As big as it was, the ’05 crop “didn’t necessarily add to an existing surplus” because DiBuduo said most wineries were “in balance.
“As long as 2006 doesn’t provide us with an above average crop and wine shipments remain strong and growing, the 2005 crop will simply be absorbed by the market in time,” said the Allied CEO.
However, DiBuduo admitted buyers and growers alike will be watching this season’s crop development “very closely.”
Wineries were obviously watching very closely last season, and the wine grape market died during the season when wineries realized the crop was huge. It ended up with 1 million tons more wine grapes crushed in ’05 than ’04.

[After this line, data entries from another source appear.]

//! Post repository implementation.
//!
//! Posts participate in a many-to-many relation to tags through the
//! `rel_post__tag` association table. Association rows are written and
//! removed here, in the same transaction as the post row, so no dangling
//! links survive a delete.

use std::collections::HashMap;

use async_trait::async_trait;
use sqlx::PgPool;

use bloghub_core::error::{AppError, ErrorKind};
use bloghub_core::result::AppResult;
use bloghub_core::traits::Repository;
use bloghub_core::types::pagination::{PageRequest, PageResponse};
use bloghub_core::types::sorting::SortField;
use bloghub_entity::post::{NewPost, Post, PostWithTags};
use bloghub_entity::tag::Tag;

use super::order_clause;

/// Columns a post listing may be sorted by.
const SORTABLE_COLUMNS: &[&str] = &["id", "title", "date", "blog_id"];

/// Repository for post CRUD, parent-key queries, and tag associations.
#[derive(Debug, Clone)]
pub struct PostRepository {
    pool: PgPool,
}

impl PostRepository {
    /// Create a new post repository.
    pub fn new(pool: PgPool) -> Self {
        Self { pool }
    }

    /// Find a post by ID and hydrate its tags.
    ///
    /// The row lookup and the tag lookup are independent reads and run
    /// concurrently; both complete before the hydrated post is returned.
    pub async fn find_by_id_with_tags(&self, id: i64) -> AppResult<Option<PostWithTags>> {
        let (post, tags) = futures::try_join!(self.find_by_id(id), self.tags_of(id))?;
        Ok(post.map(|post| PostWithTags { post, tags }))
    }

    /// Page through posts with their tags hydrated.
    ///
    /// One query fetches the page's base rows and a single follow-up query
    /// fetches the tag links for every post on the page, keyed by the set
    /// of ids, so the query count is constant regardless of page size.
    pub async fn find_page_with_tags(
        &self,
        page: &PageRequest,
        sort: Option<&SortField>,
    ) -> AppResult<PageResponse<PostWithTags>> {
        let base = self.find_all(page, sort).await?;
        let ids: Vec<i64> = base.items.iter().map(|p| p.id).collect();
        let mut by_post = self.tags_for_posts(&ids).await?;

        Ok(base.map(|post| {
            let tags = by_post.remove(&post.id).unwrap_or_default();
            PostWithTags { post, tags }
        }))
    }

    /// Find all posts belonging to a blog.
    pub async fn find_by_blog(&self, blog_id: i64) -> AppResult<Vec<Post>> {
        sqlx::query_as::<_, Post>("SELECT * FROM post WHERE blog_id = $1 ORDER BY id ASC")
            .bind(blog_id)
            .fetch_all(&self.pool)
            .await
            .map_err(|e| {
                AppError::with_source(ErrorKind::Database, "Failed to list posts by blog", e)
            })
    }

    /// Find all posts without an owning blog.
    pub async fn find_all_where_blog_is_null(&self) -> AppResult<Vec<Post>> {
        sqlx::query_as::<_, Post>("SELECT * FROM post WHERE blog_id IS NULL ORDER BY id ASC")
            .fetch_all(&self.pool)
            .await
            .map_err(|e| {
                AppError::with_source(ErrorKind::Database, "Failed to list orphaned posts", e)
            })
    }

    /// Find all posts carrying a given tag, through the association table.
    pub async fn find_by_tag(&self, tag_id: i64) -> AppResult<Vec<Post>> {
        sqlx::query_as::<_, Post>(
            "SELECT p.* FROM post p \
             JOIN rel_post__tag r ON p.id = r.post_id \
             WHERE r.tag_id = $1 ORDER BY p.id ASC",
        )
        .bind(tag_id)
        .fetch_all(&self.pool)
        .await
        .map_err(|e| AppError::with_source(ErrorKind::Database, "Failed to list posts by tag", e))
    }

    /// Load the tags linked to a single post.
    pub async fn tags_of(&self, post_id: i64) -> AppResult<Vec<Tag>> {
        sqlx::query_as::<_, Tag>(
            "SELECT t.* FROM tag t \
             JOIN rel_post__tag r ON t.id = r.tag_id \
             WHERE r.post_id = $1 ORDER BY t.id ASC",
        )
        .bind(post_id)
        .fetch_all(&self.pool)
        .await
        .map_err(|e| AppError::with_source(ErrorKind::Database, "Failed to load tags", e))
    }

    /// Replace the full tag association set of a post.
    pub async fn replace_tags(&self, post_id: i64, tag_ids: &[i64]) -> AppResult<()> {
        let mut tx = self.pool.begin().await.map_err(|e| {
            AppError::with_source(ErrorKind::Database, "Failed to begin transaction", e)
        })?;

        sqlx::query("DELETE FROM rel_post__tag WHERE post_id = $1")
            .bind(post_id)
            .execute(&mut *tx)
            .await
            .map_err(|e| {
                AppError::with_source(ErrorKind::Database, "Failed to clear tag links", e)
            })?;

        if !tag_ids.is_empty() {
            sqlx::query(
                "INSERT INTO rel_post__tag (post_id, tag_id) \
                 SELECT $1, unnest($2::bigint[])",
            )
            .bind(post_id)
            .bind(tag_ids)
            .execute(&mut *tx)
            .await
            .map_err(|e| {
                AppError::with_source(ErrorKind::Database, "Failed to insert tag links", e)
            })?;
        }

        tx.commit().await.map_err(|e| {
            AppError::with_source(ErrorKind::Database, "Failed to commit transaction", e)
        })
    }

    /// Batched tag lookup for a set of post ids, grouped by post.
    async fn tags_for_posts(&self, post_ids: &[i64]) -> AppResult<HashMap<i64, Vec<Tag>>> {
        if post_ids.is_empty() {
            return Ok(HashMap::new());
        }

        let links = sqlx::query_as::<_, (i64, i64, String)>(
            "SELECT r.post_id, t.id, t.name FROM rel_post__tag r \
             JOIN tag t ON t.id = r.tag_id \
             WHERE r.post_id = ANY($1) ORDER BY r.post_id, t.id ASC",
        )
        .bind(post_ids)
        .fetch_all(&self.pool)
        .await
        .map_err(|e| AppError::with_source(ErrorKind::Database, "Failed to load tag links", e))?;

        let mut grouped: HashMap<i64, Vec<Tag>> = HashMap::new();
        for (post_id, tag_id, name) in links {
            grouped
                .entry(post_id)
                .or_default()
                .push(Tag { id: tag_id, name });
        }
        Ok(grouped)
    }
}

#[async_trait]
impl Repository<Post, NewPost> for PostRepository {
    async fn find_by_id(&self, id: i64) -> AppResult<Option<Post>> {
        sqlx::query_as::<_, Post>("SELECT * FROM post WHERE id = $1")
            .bind(id)
            .fetch_optional(&self.pool)
            .await
            .map_err(|e| AppError::with_source(ErrorKind::Database, "Failed to find post", e))
    }

    async fn find_all(
        &self,
        page: &PageRequest,
        sort: Option<&SortField>,
    ) -> AppResult<PageResponse<Post>> {
        let total: i64 = sqlx::query_scalar("SELECT COUNT(*) FROM post")
            .fetch_one(&self.pool)
            .await
            .map_err(|e| AppError::with_source(ErrorKind::Database, "Failed to count posts", e))?;

        let order = order_clause(sort, SORTABLE_COLUMNS)?;
        let posts = sqlx::query_as::<_, Post>(&format!(
            "SELECT * FROM post ORDER BY {order} LIMIT $1 OFFSET $2"
        ))
        .bind(page.limit() as i64)
        .bind(page.offset() as i64)
        .fetch_all(&self.pool)
        .await
        .map_err(|e| AppError::with_source(ErrorKind::Database, "Failed to list posts", e))?;

        Ok(PageResponse::new(
            posts,
            page.page,
            page.page_size,
            total as u64,
        ))
    }

    /// Insert the post row and its tag links in one transaction.
    async fn create(&self, data: &NewPost) -> AppResult<Post> {
        let mut tx = self.pool.begin().await.map_err(|e| {
            AppError::with_source(ErrorKind::Database, "Failed to begin transaction", e)
        })?;

        let post = sqlx::query_as::<_, Post>(
            "INSERT INTO post (title, content, date, blog_id) \
             VALUES ($1, $2, $3, $4) RETURNING *",
        )
        .bind(&data.title)
        .bind(&data.content)
        .bind(data.date)
        .bind(data.blog_id)
        .fetch_one(&mut *tx)
        .await
        .map_err(|e| AppError::with_source(ErrorKind::Database, "Failed to create post", e))?;

        if !data.tag_ids.is_empty() {
            sqlx::query(
                "INSERT INTO rel_post__tag (post_id, tag_id) \
                 SELECT $1, unnest($2::bigint[])",
            )
            .bind(post.id)
            .bind(&data.tag_ids)
            .execute(&mut *tx)
            .await
            .map_err(|e| {
                AppError::with_source(ErrorKind::Database, "Failed to insert tag links", e)
            })?;
        }

        tx.commit().await.map_err(|e| {
            AppError::with_source(ErrorKind::Database, "Failed to commit transaction", e)
        })?;

        Ok(post)
    }

    async fn update(&self, post: &Post) -> AppResult<Post> {
        sqlx::query_as::<_, Post>(
            "UPDATE post SET title = $2, content = $3, date = $4, blog_id = $5 \
             WHERE id = $1 RETURNING *",
        )
        .bind(post.id)
        .bind(&post.title)
        .bind(&post.content)
        .bind(post.date)
        .bind(post.blog_id)
        .fetch_optional(&self.pool)
        .await
        .map_err(|e| AppError::with_source(ErrorKind::Database, "Failed to update post", e))?
        .ok_or_else(|| AppError::not_found(format!("Post {} not found", post.id)))
    }

    /// Remove the association rows and the post row in one transaction.
    async fn delete(&self, id: i64) -> AppResult<bool> {
        let mut tx = self.pool.begin().await.map_err(|e| {
            AppError::with_source(ErrorKind::Database, "Failed to begin transaction", e)
        })?;

        sqlx::query("DELETE FROM rel_post__tag WHERE post_id = $1")
            .bind(id)
            .execute(&mut *tx)
            .await
            .map_err(|e| {
                AppError::with_source(ErrorKind::Database, "Failed to clear tag links", e)
            })?;

        let result = sqlx::query("DELETE FROM post WHERE id = $1")
            .bind(id)
            .execute(&mut *tx)
            .await
            .map_err(|e| AppError::with_source(ErrorKind::Database, "Failed to delete post", e))?;

        tx.commit().await.map_err(|e| {
            AppError::with_source(ErrorKind::Database, "Failed to commit transaction", e)
        })?;

        Ok(result.rows_affected() > 0)
    }

    async fn count(&self) -> AppResult<u64> {
        let count: i64 = sqlx::query_scalar("SELECT COUNT(*) FROM post")
            .fetch_one(&self.pool)
            .await
            .map_err(|e| AppError::with_source(ErrorKind::Database, "Failed to count posts", e))?;
        Ok(count as u64)
    }
}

For years, acreage as well as crop size has been what everyone watched to get a handle on crop size. However, acreage is not expected to change significantly in the near future and for now is a non-factor in guesstimating crop size. For the immediate future, the yields will be the critical element in determining whether growers make a profit or not.
A large ’06 crop could really find the industry swimming in inventory. However, the prospect of treading water beyond that is also possible. California could be in for a long series of 3-million-ton crops without any change in acreage, said Allied in a report to the industry.
The 10-year average wine grape yield is 6.7 tons providing a good crop estimating factor since the bearing acreage is not expected to change much over the next three to five years. There are about 480,000 bearing acres of wine grapes in the state.
“The bottom line is that … an average yield this season would produce the third largest crush in California history,” pointed out DiBuduo.
“We are near the largest amount of bearing wine grape vineyards we’ve ever had,” even with more than 100,000 acres pushed and burned over the past five years. About half that acreage was wine grapes. The remainder was table and raisin varieties. Much of what was pushed out was old and the loss of tonnage from those pullouts has been minimized by newer, high producing vineyards now reaching production.
DiBuduo said one of the key reasons California wine grape crushes could be 3 million tons or more per year for the foreseeable future is that many of the acres planted in 2001-2004 are now “primed for maximum production. They consist of young, healthy vines with closer spacing and enhanced irrigation, nutrition and trellis designs.
“We have a new base of bearing acres going forward, and the potential for larger than historical crops is definitely there,” explained DiBuduo.
At the current growth rate of wine sales, the wine grape market looks like it will be a year-to-year marketing challenge depending on yield.
“Our goal is not to frighten anyone that we will be swimming in inventory in the future, but we need to be careful about being overly-optimistic about market trends and looming shortages.
“Why don’t we enjoy a balanced market for awhile and only plant when sensible contracts to do so are provided by buyers,” he suggested strongly.
However, that is not likely to be the case since “most buyers do not offer contracts until it is too late and they are already short.”